**PROBLEM TO WORK ON:**
Nothing but the lines below between the line holding "pub body: &'static" and the line holding "the gap between", inclusive, should appear in the answer, each set down exactly.

**Data records:**
=-=-=

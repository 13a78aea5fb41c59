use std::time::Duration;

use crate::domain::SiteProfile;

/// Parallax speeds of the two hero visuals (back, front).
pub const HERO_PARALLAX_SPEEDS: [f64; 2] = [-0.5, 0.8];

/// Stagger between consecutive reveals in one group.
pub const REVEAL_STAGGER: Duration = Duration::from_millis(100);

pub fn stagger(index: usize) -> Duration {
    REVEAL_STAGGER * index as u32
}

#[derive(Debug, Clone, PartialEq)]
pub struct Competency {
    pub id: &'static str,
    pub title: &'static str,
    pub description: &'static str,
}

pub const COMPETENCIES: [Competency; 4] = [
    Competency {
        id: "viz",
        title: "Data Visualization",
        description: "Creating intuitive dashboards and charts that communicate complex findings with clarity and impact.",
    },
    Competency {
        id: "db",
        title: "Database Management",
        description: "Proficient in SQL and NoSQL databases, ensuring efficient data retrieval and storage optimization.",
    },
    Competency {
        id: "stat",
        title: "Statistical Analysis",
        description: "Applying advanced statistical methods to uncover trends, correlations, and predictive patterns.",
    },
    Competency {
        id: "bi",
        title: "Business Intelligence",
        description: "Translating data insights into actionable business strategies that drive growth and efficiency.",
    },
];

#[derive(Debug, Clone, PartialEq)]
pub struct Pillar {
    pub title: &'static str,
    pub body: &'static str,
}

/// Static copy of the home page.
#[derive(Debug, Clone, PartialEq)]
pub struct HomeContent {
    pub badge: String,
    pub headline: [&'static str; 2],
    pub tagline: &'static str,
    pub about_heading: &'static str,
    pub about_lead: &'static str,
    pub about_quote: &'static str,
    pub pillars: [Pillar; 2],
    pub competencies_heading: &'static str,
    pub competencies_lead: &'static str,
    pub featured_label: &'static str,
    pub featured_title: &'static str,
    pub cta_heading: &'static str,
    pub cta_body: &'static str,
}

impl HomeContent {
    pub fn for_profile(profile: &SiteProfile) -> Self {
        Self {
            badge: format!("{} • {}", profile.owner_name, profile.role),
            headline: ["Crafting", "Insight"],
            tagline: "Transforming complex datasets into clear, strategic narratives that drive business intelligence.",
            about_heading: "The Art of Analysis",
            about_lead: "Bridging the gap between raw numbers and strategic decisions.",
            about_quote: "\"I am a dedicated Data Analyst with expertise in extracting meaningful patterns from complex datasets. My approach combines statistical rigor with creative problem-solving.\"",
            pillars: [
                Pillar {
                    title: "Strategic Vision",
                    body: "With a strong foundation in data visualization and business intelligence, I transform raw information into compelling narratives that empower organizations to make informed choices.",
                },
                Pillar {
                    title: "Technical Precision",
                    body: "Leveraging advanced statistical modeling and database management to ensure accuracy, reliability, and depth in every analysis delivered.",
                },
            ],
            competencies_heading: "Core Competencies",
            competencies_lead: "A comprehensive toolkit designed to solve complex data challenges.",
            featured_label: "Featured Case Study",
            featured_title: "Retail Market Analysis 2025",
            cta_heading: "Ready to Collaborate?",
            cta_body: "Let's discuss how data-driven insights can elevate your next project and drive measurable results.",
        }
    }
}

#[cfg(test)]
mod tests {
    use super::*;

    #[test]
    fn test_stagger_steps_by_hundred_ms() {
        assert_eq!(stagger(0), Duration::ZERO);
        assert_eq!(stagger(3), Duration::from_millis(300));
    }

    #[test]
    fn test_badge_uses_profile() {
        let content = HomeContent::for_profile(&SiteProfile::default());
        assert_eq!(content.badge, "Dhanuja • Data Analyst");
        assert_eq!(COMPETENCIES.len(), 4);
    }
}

=-=-=

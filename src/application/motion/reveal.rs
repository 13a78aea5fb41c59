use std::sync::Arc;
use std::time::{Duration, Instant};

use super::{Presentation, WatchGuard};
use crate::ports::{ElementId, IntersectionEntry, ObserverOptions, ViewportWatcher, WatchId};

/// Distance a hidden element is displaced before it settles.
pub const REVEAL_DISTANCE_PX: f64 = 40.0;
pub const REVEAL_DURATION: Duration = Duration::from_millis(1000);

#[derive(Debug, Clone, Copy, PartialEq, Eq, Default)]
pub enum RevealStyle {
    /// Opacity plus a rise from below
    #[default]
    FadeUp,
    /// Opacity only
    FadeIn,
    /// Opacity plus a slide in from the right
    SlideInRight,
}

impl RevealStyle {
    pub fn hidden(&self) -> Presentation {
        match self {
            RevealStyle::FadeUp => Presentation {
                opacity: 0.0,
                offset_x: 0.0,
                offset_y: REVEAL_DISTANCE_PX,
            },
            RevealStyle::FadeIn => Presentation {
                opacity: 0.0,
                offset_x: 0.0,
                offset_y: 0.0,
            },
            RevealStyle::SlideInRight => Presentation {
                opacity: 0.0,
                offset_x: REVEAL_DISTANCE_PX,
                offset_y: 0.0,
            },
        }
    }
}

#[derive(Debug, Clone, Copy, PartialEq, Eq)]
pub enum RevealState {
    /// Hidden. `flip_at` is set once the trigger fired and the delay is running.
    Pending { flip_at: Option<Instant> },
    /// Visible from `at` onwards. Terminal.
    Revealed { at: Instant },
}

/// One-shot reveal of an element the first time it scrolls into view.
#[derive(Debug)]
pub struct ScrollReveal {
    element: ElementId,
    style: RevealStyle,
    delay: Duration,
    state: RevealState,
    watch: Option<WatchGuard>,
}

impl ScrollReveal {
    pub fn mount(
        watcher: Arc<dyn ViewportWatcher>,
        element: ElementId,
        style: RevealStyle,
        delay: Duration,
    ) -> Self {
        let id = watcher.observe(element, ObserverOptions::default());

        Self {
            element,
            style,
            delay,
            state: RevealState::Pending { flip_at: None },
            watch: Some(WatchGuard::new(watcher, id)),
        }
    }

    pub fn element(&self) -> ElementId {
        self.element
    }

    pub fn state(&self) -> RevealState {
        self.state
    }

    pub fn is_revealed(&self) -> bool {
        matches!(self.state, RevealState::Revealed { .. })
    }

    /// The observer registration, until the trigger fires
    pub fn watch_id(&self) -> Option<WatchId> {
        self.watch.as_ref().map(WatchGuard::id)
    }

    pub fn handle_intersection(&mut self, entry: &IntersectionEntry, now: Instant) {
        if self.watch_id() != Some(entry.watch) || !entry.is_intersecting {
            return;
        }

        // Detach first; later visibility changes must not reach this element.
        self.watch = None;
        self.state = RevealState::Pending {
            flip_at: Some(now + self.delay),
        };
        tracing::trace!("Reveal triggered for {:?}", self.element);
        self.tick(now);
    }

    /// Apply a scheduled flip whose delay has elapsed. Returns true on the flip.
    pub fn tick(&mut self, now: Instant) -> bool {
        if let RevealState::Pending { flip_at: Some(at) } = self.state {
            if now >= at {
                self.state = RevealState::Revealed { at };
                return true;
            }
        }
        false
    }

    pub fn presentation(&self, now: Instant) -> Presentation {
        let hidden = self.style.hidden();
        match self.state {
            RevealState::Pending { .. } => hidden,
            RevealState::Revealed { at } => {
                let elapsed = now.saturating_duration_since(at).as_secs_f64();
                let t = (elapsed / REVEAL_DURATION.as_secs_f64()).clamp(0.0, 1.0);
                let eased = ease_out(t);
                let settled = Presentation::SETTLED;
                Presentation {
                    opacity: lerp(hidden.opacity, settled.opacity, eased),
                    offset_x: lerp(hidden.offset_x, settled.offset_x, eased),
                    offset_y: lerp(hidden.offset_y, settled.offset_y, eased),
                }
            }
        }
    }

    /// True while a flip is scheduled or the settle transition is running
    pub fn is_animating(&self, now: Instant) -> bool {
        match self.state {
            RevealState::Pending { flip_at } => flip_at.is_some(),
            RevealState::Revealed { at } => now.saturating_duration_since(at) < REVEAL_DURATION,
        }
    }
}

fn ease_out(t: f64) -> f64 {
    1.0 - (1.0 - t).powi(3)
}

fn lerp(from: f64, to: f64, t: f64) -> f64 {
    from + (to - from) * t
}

=-=-=

**RESPONSE TO THE EXERCISE:**
    pub body: &'static str,
}

/// Static copy of the home page.
#[derive(Debug, Clone, PartialEq)]
pub struct HomeContent {
    pub badge: String,
    pub headline: [&'static str; 2],
    pub tagline: &'static str,
    pub about_heading: &'static str,
    pub about_lead: &'static str,
    pub about_quote: &'static str,
    pub pillars: [Pillar; 2],
    pub competencies_heading: &'static str,
    pub competencies_lead: &'static str,
    pub featured_label: &'static str,
    pub featured_title: &'static str,
    pub cta_heading: &'static str,
    pub cta_body: &'static str,
}

impl HomeContent {
    pub fn for_profile(profile: &SiteProfile) -> Self {
        Self {
            badge: format!("{} • {}", profile.owner_name, profile.role),
            headline: ["Crafting", "Insight"],
            tagline: "Transforming complex datasets into clear, strategic narratives that drive business intelligence.",
            about_heading: "The Art of Analysis",
            about_lead: "Bridging the gap between raw numbers and strategic decisions.",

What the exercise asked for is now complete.